Sage advice. I would advise pretty much any Hollywood studio to not do the MCU model.
I don't think Feige was saying they shouldn't follow the MCU model -- on the contrary, by saying they shouldn't get ahead of themselves, he was saying they
should follow the MCU model. The MCU started out very slowly, doing standalone movies with only loose connections between them, and only gradually established stronger ties. Their priority was making each individual movie as good as it could be, and that made them
worth tying into a larger whole later on. But other studios overlook the importance of laying strong foundations and rush into shared universes prematurely, focusing so much on the whole that they neglect the quality of the individual parts.
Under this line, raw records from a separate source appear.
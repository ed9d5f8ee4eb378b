use std::collections::HashMap;
use std::path::Path;

use crate::parsing::ParseError;
use crate::utils::validation::{check_limit, normalize_md5, MAX_MANIFEST_ENTRIES};

/// MD5 checksums keyed by the path written in the manifest.
///
/// Keys are stored exactly as they appear (`GCF_1.fa.gz`, `./GCF_1.fa.gz`,
/// `/mirrordata/hubs/.../GCF_1.fa.gz` are all distinct). An empty map is a
/// valid value and means "no checksums known".
#[derive(Debug, Clone, Default, PartialEq, Eq)]
pub struct ChecksumMap(HashMap<String, String>);

impl ChecksumMap {
    #[must_use]
    pub fn new() -> Self {
        Self::default()
    }

    pub fn insert(&mut self, path: impl Into<String>, md5: impl Into<String>) {
        self.0.insert(path.into(), md5.into());
    }

    #[must_use]
    pub fn get(&self, path: &str) -> Option<&str> {
        self.0.get(path).map(String::as_str)
    }

    #[must_use]
    pub fn len(&self) -> usize {
        self.0.len()
    }

    #[must_use]
    pub fn is_empty(&self) -> bool {
        self.0.is_empty()
    }

    /// Find an entry whose key ends with `suffix`
    #[must_use]
    pub fn find_by_suffix(&self, suffix: &str) -> Option<&str> {
        self.0
            .iter()
            .find(|(key, _)| key.ends_with(suffix))
            .map(|(_, md5)| md5.as_str())
    }

    pub fn iter(&self) -> impl Iterator<Item = (&str, &str)> {
        self.0.iter().map(|(k, v)| (k.as_str(), v.as_str()))
    }
}

impl FromIterator<(String, String)> for ChecksumMap {
    fn from_iter<I: IntoIterator<Item = (String, String)>>(iter: I) -> Self {
        Self(iter.into_iter().collect())
    }
}

/// Parse an `md5sum`-style manifest file
///
/// # Errors
///
/// Returns `ParseError::Io` if the file cannot be read, or
/// `ParseError::TooManyEntries` if the manifest exceeds the entry limit.
pub fn parse_manifest_file(path: &Path) -> Result<ChecksumMap, ParseError> {
    let content = std::fs::read_to_string(path)?;
    parse_manifest(&content)
}

/// Parse manifest text with lines of `<md5><whitespace><path>`.
///
/// The path is the rest of the line after the first run of whitespace, so
/// it may itself contain spaces. Blank lines, lines without a path, and
/// lines whose hash is not hexadecimal are skipped. Full 32-digit MD5s are
/// normalized to lowercase; other hex digests are kept as written.
///
/// # Errors
///
/// Returns `ParseError::TooManyEntries` if the manifest exceeds the entry limit.
pub fn parse_manifest(text: &str) -> Result<ChecksumMap, ParseError> {
    let mut map = ChecksumMap::new();

    for (i, line) in text.lines().enumerate() {
        let Some((hash, rest)) = line.trim().split_once(char::is_whitespace) else {
            continue;
        };
        let path = rest.trim_start();
        if path.is_empty() {
            continue;
        }

        let md5 = match normalize_md5(hash) {
            Some(md5) => md5,
            None if hash.chars().all(|c| c.is_ascii_hexdigit()) => hash.to_string(),
            None => {
                tracing::debug!(line = i + 1, "Skipping manifest line with invalid hash");
                continue;
            }
        };

        if check_limit(map.len(), MAX_MANIFEST_ENTRIES, "manifest entries").is_some() {
            return Err(ParseError::TooManyEntries(map.len()));
        }

        map.insert(path, md5);
    }

    Ok(map)
}
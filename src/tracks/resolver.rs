use serde_json::Value;

use crate::core::track::{TrackComposite, TrackGroup, TrackLeaf, TrackNode};
use crate::parsing::checksum::ChecksumMap;
use crate::parsing::track_list::{child_entries, tracks_container, TrackRecord};
use crate::tracks::TrackError;

/// Server-internal prefix every resolvable `bigDataUrl` starts with
const GBDB_PREFIX: &str = "/gbdb/genark/";

/// Turns a track-list payload into a resolved track tree for one assembly.
///
/// Resolution is a pure function of the payload, the assembly, the
/// checksum map and the download base: resolving the same payload twice
/// yields equal trees.
#[derive(Debug, Clone, Copy)]
pub struct TrackResolver<'a> {
    assembly: &'a str,
    checksums: &'a ChecksumMap,
    download_base: &'a str,
}

impl<'a> TrackResolver<'a> {
    #[must_use]
    pub fn new(assembly: &'a str, checksums: &'a ChecksumMap, download_base: &'a str) -> Self {
        Self {
            assembly,
            checksums,
            download_base: download_base.trim_end_matches('/'),
        }
    }

    /// Build the root track nodes, in payload order.
    ///
    /// Records that fail the schema, lack a `group`, or are leaves without a
    /// `bigDataUrl` are dropped; their siblings are unaffected.
    ///
    /// # Errors
    ///
    /// Returns `TrackError::Payload` if the payload has no track object for
    /// the assembly, or `TrackError::BigDataUrl` if any kept leaf (top-level
    /// or child) has a `bigDataUrl` outside the expected prefix.
    pub fn resolve(&self, payload: &Value) -> Result<Vec<TrackNode>, TrackError> {
        let container = tracks_container(payload, self.assembly)?;

        let mut nodes = Vec::with_capacity(container.len());
        for (name, value) in container {
            if let Some(node) = self.build_node(name, value)? {
                nodes.push(node);
            }
        }
        Ok(nodes)
    }

    fn build_node(&self, name: &str, value: &Value) -> Result<Option<TrackNode>, TrackError> {
        let Some(record) = validated_record(name, value) else {
            return Ok(None);
        };

        if !record.is_composite() {
            return Ok(self.build_leaf(name, record)?.map(TrackNode::Leaf));
        }

        let Some(group_id) = record.group else {
            tracing::debug!(track = %name, "Dropping composite track without group");
            return Ok(None);
        };

        let mut tracks = Vec::new();
        for (child_name, child_value) in child_entries(value) {
            let Some(child) = validated_record(child_name, child_value) else {
                continue;
            };
            if let Some(leaf) = self.build_leaf(child_name, child)? {
                tracks.push(TrackNode::Leaf(leaf));
            }
        }

        Ok(Some(TrackNode::Composite(TrackComposite {
            group_id,
            long_label: record.long_label,
            short_label: record.short_label,
            track_type: record.track_type,
            tracks,
        })))
    }

    fn build_leaf(&self, name: &str, record: TrackRecord) -> Result<Option<TrackLeaf>, TrackError> {
        let Some(group_id) = record.group else {
            tracing::debug!(track = %name, "Dropping track without group");
            return Ok(None);
        };
        let Some(path) = record.big_data_url else {
            tracing::debug!(track = %name, "Dropping track without bigDataUrl");
            return Ok(None);
        };

        let big_data_url = full_big_data_url(&path, self.download_base)?;
        let md5_hash = checksum_for_path(&big_data_url, self.assembly, self.checksums)
            .map(str::to_string);

        Ok(Some(TrackLeaf {
            big_data_url,
            group_id,
            long_label: record.long_label,
            short_label: record.short_label,
            track_type: record.track_type,
            md5_hash,
        }))
    }
}

fn validated_record(name: &str, value: &Value) -> Option<TrackRecord> {
    match TrackRecord::from_value(value) {
        Ok(record) => Some(record),
        Err(e) => {
            tracing::debug!(track = %name, error = %e, "Dropping track that fails schema validation");
            None
        }
    }
}

/// Convert a server-internal `bigDataUrl` path into a public download URL.
///
/// `/gbdb/genark/<rest>` maps to `<download_base>/hubs/<rest>`.
///
/// # Errors
///
/// Returns `TrackError::BigDataUrl` for any path outside `/gbdb/genark/`.
pub fn full_big_data_url(path: &str, download_base: &str) -> Result<String, TrackError> {
    match path.strip_prefix(GBDB_PREFIX) {
        Some(rest) if !rest.contains('\n') => Ok(format!(
            "{}/hubs/{rest}",
            download_base.trim_end_matches('/')
        )),
        _ => Err(TrackError::BigDataUrl(path.to_string())),
    }
}

/// Look up the manifest checksum for a resolved download URL.
///
/// The path relative to the assembly directory (everything after the first
/// `<assembly>/`) is tried as is, then with a `./` prefix, then against
/// manifest keys that are absolute paths ending in `/<assembly>/<relative>`.
#[must_use]
pub fn checksum_for_path<'m>(
    url: &str,
    assembly: &str,
    checksums: &'m ChecksumMap,
) -> Option<&'m str> {
    if checksums.is_empty() {
        return None;
    }

    let marker = format!("{assembly}/");
    let start = url.find(&marker)? + marker.len();
    let relative = &url[start..];

    checksums
        .get(relative)
        .or_else(|| checksums.get(&format!("./{relative}")))
        .or_else(|| checksums.find_by_suffix(&format!("/{assembly}/{relative}")))
}

/// Group root nodes by `group_id`, groups and members in first-seen order
#[must_use]
pub fn group_tracks(nodes: &[TrackNode]) -> Vec<TrackGroup> {
    let mut groups: Vec<TrackGroup> = Vec::new();
    for node in nodes {
        match groups.iter_mut().find(|g| g.group_id == node.group_id()) {
            Some(group) => group.tracks.push(node.clone()),
            None => groups.push(TrackGroup {
                group_id: node.group_id().to_string(),
                tracks: vec![node.clone()],
            }),
        }
    }
    groups
}

#[cfg(test)]
mod tests {
    use super::*;
    use serde_json::json;

    const ASSEMBLY: &str = "GCF_045689255.1";
    const BASE: &str = "https://hgdownload.soe.ucsc.edu";
    const FA_URL: &str =
        "https://hgdownload.soe.ucsc.edu/hubs/GCF/045/689/255/GCF_045689255.1/GCF_045689255.1.fa.gz";

    fn checksums(entries: &[(&str, &str)]) -> ChecksumMap {
        entries
            .iter()
            .map(|(k, v)| ((*k).to_string(), (*v).to_string()))
            .collect()
    }

    fn payload() -> Value {
        json!({
            ASSEMBLY: {
                "ncbiGene": {
                    "bigDataUrl": "/gbdb/genark/GCF/045/689/255/GCF_045689255.1/bbi/ncbiGene.bb",
                    "group": "genes",
                    "shortLabel": "NCBI Genes",
                    "longLabel": "NCBI RefSeq genes",
                    "type": "bigGenePred"
                },
                "noGroup": {
                    "bigDataUrl": "/gbdb/genark/GCF/045/689/255/GCF_045689255.1/bbi/x.bb"
                },
                "badSchema": {
                    "bigDataUrl": 12,
                    "group": "genes"
                },
                "notAnObject": "hello",
                "repeats": {
                    "compositeContainer": "TRUE",
                    "group": "varRep",
                    "shortLabel": "Repeats",
                    "visibility": "dense",
                    "rmsk": {
                        "parent": "repeats",
                        "bigDataUrl": "/gbdb/genark/GCF/045/689/255/GCF_045689255.1/bbi/rmsk.bb",
                        "group": "varRep",
                        "shortLabel": "RepeatMasker"
                    },
                    "orphanChild": {
                        "parent": "repeats on",
                        "bigDataUrl": "/gbdb/genark/GCF/045/689/255/GCF_045689255.1/bbi/simple.bb"
                    },
                    "noUrlChild": {
                        "parent": "repeats",
                        "group": "varRep"
                    }
                },
                "gc5": {
                    "bigDataUrl": "/gbdb/genark/GCF/045/689/255/GCF_045689255.1/bbi/gc5.bw",
                    "group": "map"
                }
            }
        })
    }

    #[test]
    fn test_resolve_tree() {
        let map = checksums(&[("bbi/ncbiGene.bb", "0123456789abcdef0123456789abcdef")]);
        let resolver = TrackResolver::new(ASSEMBLY, &map, BASE);
        let nodes = resolver.resolve(&payload()).unwrap();

        assert_eq!(nodes.len(), 3);

        let TrackNode::Leaf(gene) = &nodes[0] else {
            panic!("expected leaf");
        };
        assert_eq!(
            gene.big_data_url,
            "https://hgdownload.soe.ucsc.edu/hubs/GCF/045/689/255/GCF_045689255.1/bbi/ncbiGene.bb"
        );
        assert_eq!(gene.md5_hash.as_deref(), Some("0123456789abcdef0123456789abcdef"));
        assert_eq!(gene.track_type.as_deref(), Some("bigGenePred"));

        let TrackNode::Composite(repeats) = &nodes[1] else {
            panic!("expected composite");
        };
        assert_eq!(repeats.group_id, "varRep");
        assert_eq!(repeats.tracks.len(), 1);
        assert_eq!(repeats.tracks[0].short_label(), Some("RepeatMasker"));

        assert_eq!(nodes[2].group_id(), "map");
    }

    #[test]
    fn test_resolve_is_idempotent() {
        let map = ChecksumMap::new();
        let resolver = TrackResolver::new(ASSEMBLY, &map, BASE);
        let first = resolver.resolve(&payload()).unwrap();
        let second = resolver.resolve(&payload()).unwrap();
        assert_eq!(first, second);
    }

    #[test]
    fn test_composite_without_group_drops_children() {
        let payload = json!({
            ASSEMBLY: {
                "comp": {
                    "compositeContainer": "TRUE",
                    "child": {
                        "parent": "comp",
                        "group": "genes",
                        "bigDataUrl": "/gbdb/genark/a.bb"
                    }
                }
            }
        });
        let map = ChecksumMap::new();
        let nodes = TrackResolver::new(ASSEMBLY, &map, BASE)
            .resolve(&payload)
            .unwrap();
        assert!(nodes.is_empty());
    }

    #[test]
    fn test_bad_big_data_url_is_fatal() {
        let payload = json!({
            ASSEMBLY: {
                "t": { "bigDataUrl": "/gbdb/hg38/t.bb", "group": "genes" }
            }
        });
        let map = ChecksumMap::new();
        let err = TrackResolver::new(ASSEMBLY, &map, BASE)
            .resolve(&payload)
            .unwrap_err();
        assert_eq!(
            err.to_string(),
            "bigDataUrl not in expected format: \"/gbdb/hg38/t.bb\""
        );
    }

    #[test]
    fn test_payload_errors() {
        let map = ChecksumMap::new();
        let resolver = TrackResolver::new(ASSEMBLY, &map, BASE);

        let err = resolver.resolve(&json!("nope")).unwrap_err();
        assert_eq!(err.to_string(), "Tracks API response value is not an object");

        let err = resolver.resolve(&json!({"other": {}})).unwrap_err();
        assert_eq!(
            err.to_string(),
            "Tracks API response does not contain an object under key \"GCF_045689255.1\""
        );
    }

    #[test]
    fn test_full_big_data_url() {
        assert_eq!(
            full_big_data_url("/gbdb/genark/GCA/000/a.bb", BASE).unwrap(),
            "https://hgdownload.soe.ucsc.edu/hubs/GCA/000/a.bb"
        );
        assert!(full_big_data_url("gbdb/genark/a.bb", BASE).is_err());
        assert!(full_big_data_url("https://example.org/a.bb", BASE).is_err());
    }

    #[test]
    fn test_checksum_empty_map() {
        assert_eq!(checksum_for_path(FA_URL, ASSEMBLY, &ChecksumMap::new()), None);
    }

    #[test]
    fn test_checksum_direct_match() {
        let map = checksums(&[("GCF_045689255.1.fa.gz", "84adf5fc228278369f6cc70e9d6080fe")]);
        assert_eq!(
            checksum_for_path(FA_URL, ASSEMBLY, &map),
            Some("84adf5fc228278369f6cc70e9d6080fe")
        );
    }

    #[test]
    fn test_checksum_dot_slash_prefix() {
        let map = checksums(&[("./GCF_045689255.1.fa.gz", "84adf5fc228278369f6cc70e9d6080fe")]);
        assert_eq!(
            checksum_for_path(FA_URL, ASSEMBLY, &map),
            Some("84adf5fc228278369f6cc70e9d6080fe")
        );
    }

    #[test]
    fn test_checksum_mirrordata_path() {
        let map = checksums(&[(
            "/mirrordata/hubs/GCF/045/689/255/GCF_045689255.1/GCF_045689255.1.fa.gz",
            "84adf5fc228278369f6cc70e9d6080fe",
        )]);
        assert_eq!(
            checksum_for_path(FA_URL, ASSEMBLY, &map),
            Some("84adf5fc228278369f6cc70e9d6080fe")
        );
    }

    #[test]
    fn test_checksum_nested_paths() {
        let map = checksums(&[("tracks/genes/refGene.bb", "abcdef1234567890")]);
        assert_eq!(
            checksum_for_path(
                "https://hgdownload.soe.ucsc.edu/hubs/GCF/045/689/255/GCF_045689255.1/tracks/genes/refGene.bb",
                ASSEMBLY,
                &map
            ),
            Some("abcdef1234567890")
        );

        let map = checksums(&[(
            "ixIxx/GCF_900681995.1_PVVCY_v1.ncbiRefSeq.ixx",
            "03a185d82fc672063b4c6a1fa18a6713",
        )]);
        assert_eq!(
            checksum_for_path(
                "https://hgdownload.soe.ucsc.edu/hubs/GCF/900/681/995/GCF_900681995.1/ixIxx/GCF_900681995.1_PVVCY_v1.ncbiRefSeq.ixx",
                "GCF_900681995.1",
                &map
            ),
            Some("03a185d82fc672063b4c6a1fa18a6713")
        );
    }

    #[test]
    fn test_checksum_unrelated_url() {
        let map = checksums(&[("GCF_045689255.1.fa.gz", "84adf5fc228278369f6cc70e9d6080fe")]);
        assert_eq!(
            checksum_for_path(
                "https://hgdownload.soe.ucsc.edu/hubs/some/other/path/file.fa.gz",
                ASSEMBLY,
                &map
            ),
            None
        );
    }

    #[test]
    fn test_group_tracks() {
        let map = ChecksumMap::new();
        let nodes = TrackResolver::new(ASSEMBLY, &map, BASE)
            .resolve(&json!({
                ASSEMBLY: {
                    "a": {"bigDataUrl": "/gbdb/genark/a.bb", "group": "genes"},
                    "b": {"bigDataUrl": "/gbdb/genark/b.bb", "group": "map"},
                    "c": {"bigDataUrl": "/gbdb/genark/c.bb", "group": "genes"}
                }
            }))
            .unwrap();

        let groups = group_tracks(&nodes);
        assert_eq!(groups.len(), 2);
        assert_eq!(groups[0].group_id, "genes");
        assert_eq!(groups[0].tracks.len(), 2);
        assert_eq!(groups[1].group_id, "map");
    }
}
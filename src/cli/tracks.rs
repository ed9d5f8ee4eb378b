use clap::Args;

use crate::cli::{block_on, EndpointArgs, OutputFormat};
use crate::core::track::{TrackCatalog, TrackNode};
use crate::http::HttpFetcher;
use crate::tracks::client::resolve_assembly_tracks;
use crate::tracks::resolver::group_tracks;

#[derive(Args)]
pub struct TracksArgs {
    /// Assembly accession (e.g., GCF_000001405.40)
    #[arg(required = true)]
    pub assembly: String,

    /// Skip the checksum manifest
    #[arg(long)]
    pub no_checksums: bool,

    #[command(flatten)]
    pub endpoints: EndpointArgs,
}

pub fn run(args: TracksArgs, format: OutputFormat, verbose: bool) -> anyhow::Result<()> {
    let endpoints = args.endpoints.to_endpoints()?;
    let fetcher = HttpFetcher::new()?;

    let catalog = block_on(resolve_assembly_tracks(
        &fetcher,
        &endpoints,
        &args.assembly,
        !args.no_checksums,
    ))??;

    if verbose {
        eprintln!(
            "Resolved {} root tracks ({} leaves, {} with MD5)",
            catalog.tracks.len(),
            catalog.leaf_count(),
            catalog.checksum_count()
        );
    }

    match format {
        OutputFormat::Text => print_text_tracks(&catalog),
        OutputFormat::Json => println!("{}", serde_json::to_string_pretty(&catalog)?),
        OutputFormat::Tsv => print_tsv_tracks(&catalog),
    }

    Ok(())
}

fn print_text_tracks(catalog: &TrackCatalog) {
    println!("Tracks for {}", catalog.assembly);
    println!("{}", "=".repeat(60));
    if !catalog.checksums_available {
        println!("(checksums unavailable)");
    }

    for group in group_tracks(&catalog.tracks) {
        println!("\n[{}]", group.group_id);
        for node in &group.tracks {
            print_node(node, 1);
        }
    }

    println!(
        "\n{} leaves, {} with MD5",
        catalog.leaf_count(),
        catalog.checksum_count()
    );
}

fn print_node(node: &TrackNode, depth: usize) {
    let indent = "  ".repeat(depth);
    let label = node.short_label().or(node.long_label()).unwrap_or("-");

    match node {
        TrackNode::Composite(composite) => {
            println!("{indent}+ {label}");
            for child in &composite.tracks {
                print_node(child, depth + 1);
            }
        }
        TrackNode::Leaf(leaf) => {
            println!("{indent}- {label}");
            println!("{indent}    {}", leaf.big_data_url);
            if let Some(md5) = &leaf.md5_hash {
                println!("{indent}    md5: {md5}");
            }
        }
    }
}

fn print_tsv_tracks(catalog: &TrackCatalog) {
    println!("group\tparent\tshort_label\ttype\tbig_data_url\tmd5");
    for node in &catalog.tracks {
        match node {
            TrackNode::Leaf(_) => print_tsv_leaf(node, "-"),
            TrackNode::Composite(composite) => {
                let parent = node.short_label().unwrap_or("-");
                for child in &composite.tracks {
                    print_tsv_leaf(child, parent);
                }
            }
        }
    }
}

fn print_tsv_leaf(node: &TrackNode, parent: &str) {
    for leaf in node.leaves() {
        println!(
            "{}\t{}\t{}\t{}\t{}\t{}",
            leaf.group_id,
            parent,
            leaf.short_label.as_deref().unwrap_or("-"),
            leaf.track_type.as_deref().unwrap_or("-"),
            leaf.big_data_url,
            leaf.md5_hash.as_deref().unwrap_or("-"),
        );
    }
}
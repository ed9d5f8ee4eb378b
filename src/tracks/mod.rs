//! Track hierarchy resolution for an assembly.
//!
//! The genome browser reports an assembly's tracks as one flat JSON object
//! keyed by track name. This module turns that payload into a tree of
//! [`TrackNode`]s with resolved download URLs, and attaches MD5 checksums
//! from the assembly's `md5sum.txt` manifest when one can be found.
//!
//! - [`resolver`]: Pure payload-to-tree transformation and checksum lookup
//! - [`client`]: Fetching the payload and the checksum manifest
//!
//! Checksum acquisition never fails the resolution: any problem degrades
//! to an empty [`ChecksumMap`] and a warning.
//!
//! [`TrackNode`]: crate::core::track::TrackNode
//! [`ChecksumMap`]: crate::parsing::checksum::ChecksumMap

use thiserror::Error;

use crate::http::FetchError;
use crate::parsing::ParseError;

pub mod client;
pub mod resolver;

#[derive(Error, Debug)]
pub enum TrackError {
    #[error(transparent)]
    Payload(#[from] ParseError),

    #[error("bigDataUrl not in expected format: {0:?}")]
    BigDataUrl(String),

    #[error("Received {code} {reason} status from tracks API")]
    Status { code: u16, reason: String },

    #[error("Tracks API request failed: {0}")]
    Fetch(FetchError),
}

impl From<FetchError> for TrackError {
    fn from(err: FetchError) -> Self {
        match err {
            FetchError::Status { code, reason } => Self::Status { code, reason },
            other => Self::Fetch(other),
        }
    }
}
That's what happened with
Amazing Spider-Man 2, with the Tom Cruise
The Mummy and the abortive shared universe it was supposed to spawn, and to some extent with the DCEU, which rushed into doing flawed crossovers and flailed until it finally just gave up and focused on strong standalones. Their problem was that they followed what they
thought the MCU model was, but they forgot how slowly the MCU actually started out. They tried to rush to the payoff without doing the work to earn it. That's what Feige means when he says not to get ahead of themselves.
The only other franchise that's come close to getting it right is is the Legendary MonsterVerse, which laid its foundations with effective standalone Godzilla and Kong films before doing a team-up movie (although that team-up movie was awful).